● **Task instructions**
Word for word, restate every entry that follows.

● **Available data**
use crate::config::ReportConfig;
use crate::domain::Student;
use crate::notify::{
    defaulters, BulkDispatcher, DefaulterFilter, DispatchProgress, DispatchReport, SmsGateway,
};

use super::{ServiceError, ServiceResult};

pub struct NotificationService;

impl NotificationService {
    pub fn defaulters<'a>(students: &'a [Student], filter: &DefaulterFilter) -> Vec<&'a Student> {
        let found = defaulters(students, filter);
        tracing::debug!(count = found.len(), ?filter, "selected defaulters");
        found
    }

    /// Builds a dispatcher with the configured pacing and number formatting.
    pub fn dispatcher<G: SmsGateway>(gateway: G, config: &ReportConfig) -> BulkDispatcher<G> {
        BulkDispatcher::new(gateway)
            .with_delay(config.sms.dispatch_delay())
            .with_formatting(config.locale.clone(), config.currency.clone())
    }

    /// Messages every defaulter matching `filter`.
    pub fn notify_defaulters<G: SmsGateway>(
        dispatcher: &mut BulkDispatcher<G>,
        students: &[Student],
        filter: &DefaulterFilter,
        body: &str,
        on_progress: impl FnMut(DispatchProgress),
    ) -> ServiceResult<DispatchReport> {
        let selected: Vec<String> = Self::defaulters(students, filter)
            .into_iter()
            .map(|student| student.admission_no.clone())
            .collect();
        dispatcher
            .send_bulk(students, &selected, body, on_progress)
            .map_err(ServiceError::from)
    }
}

● **Task response**
use crate::config::ReportConfig;
use crate::domain::Student;
use crate::notify::{
    defaulters, BulkDispatcher, DefaulterFilter, DispatchProgress, DispatchReport, SmsGateway,
};

use super::{ServiceError, ServiceResult};

pub struct NotificationService;

impl NotificationService {
    pub fn defaulters<'a>(students: &'a [Student], filter: &DefaulterFilter) -> Vec<&'a Student> {
        let found = defaulters(students, filter);
        tracing::debug!(count = found.len(), ?filter, "selected defaulters");
        found
    }

    /// Builds a dispatcher with the configured pacing and number formatting.
    pub fn dispatcher<G: SmsGateway>(gateway: G, config: &ReportConfig) -> BulkDispatcher<G> {
        BulkDispatcher::new(gateway)
            .with_delay(config.sms.dispatch_delay())
            .with_formatting(config.locale.clone(), config.currency.clone())
    }

    /// Messages every defaulter matching `filter`.
    pub fn notify_defaulters<G: SmsGateway>(
        dispatcher: &mut BulkDispatcher<G>,
        students: &[Student],
        filter: &DefaulterFilter,
        body: &str,
        on_progress: impl FnMut(DispatchProgress),
    ) -> ServiceResult<DispatchReport> {
        let selected: Vec<String> = Self::defaulters(students, filter)
            .into_iter()
            .map(|student| student.admission_no.clone())
            .collect();
        dispatcher
            .send_bulk(students, &selected, body, on_progress)
            .map_err(ServiceError::from)
    }
}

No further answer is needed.